Mapas do caminho para fim dos fósseis e desmatamento zero no caminho para a COP31

Próxima Conferência do Clima terá copresidência de dois países diametralmente opostos: autocrata Turquia dividirá liderança com democrática Austrália, que receberá o bastão do Brasil

Por Liana Melo | ODS 13
Publicada em 2 de janeiro de 2026 - 08:00  -  Atualizada em 2 de janeiro de 2026 - 08:02
Tempo de leitura: 9 min

Anúncio na COP30, em Belém, da copresidência de Turquia e Austrália para a COP31: mapas do caminho para fim dos combustíveis fósseis e para desmatamento zero na pavimentação da estrada para a próxima Conferência do Clima (Foto: Rafa Neddermeyer / COP30 – 22/11/2025)

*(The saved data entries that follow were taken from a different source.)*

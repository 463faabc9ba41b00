pub mod quiz;
pub mod result;
pub mod user;

pub use quiz::{Question, Quiz, QuizSummary};
pub use result::{LeaderboardEntry, NewQuizResult, QuizResult};
pub use user::{NewUser, User};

A distância que separa Belém, sede da última Conferência do Clima, a COP30, da cidade turca de Antália, às margens do Mar Mediterrâneo, onde vai ocorrer a COP31, é imensa. Mas a diferença abissal entre os dois encontros da ONU chama ainda mais atenção e vai muito além da lonjura – um acordo inédito juntou Brasil, Austrália e Turquia.

Uma espécie de gestão tripartite foi a alternativa encontrada para resolver um impasse que já durava meses: a escolha do próximo país-sede da COP de 2026. Caso a decisão não fosse tomada em Belém, a opção seria realizar a próxima conferência em Bonn, na Alemanha, sede do órgão da ONU responsável por discutir clima, a UNFCCC.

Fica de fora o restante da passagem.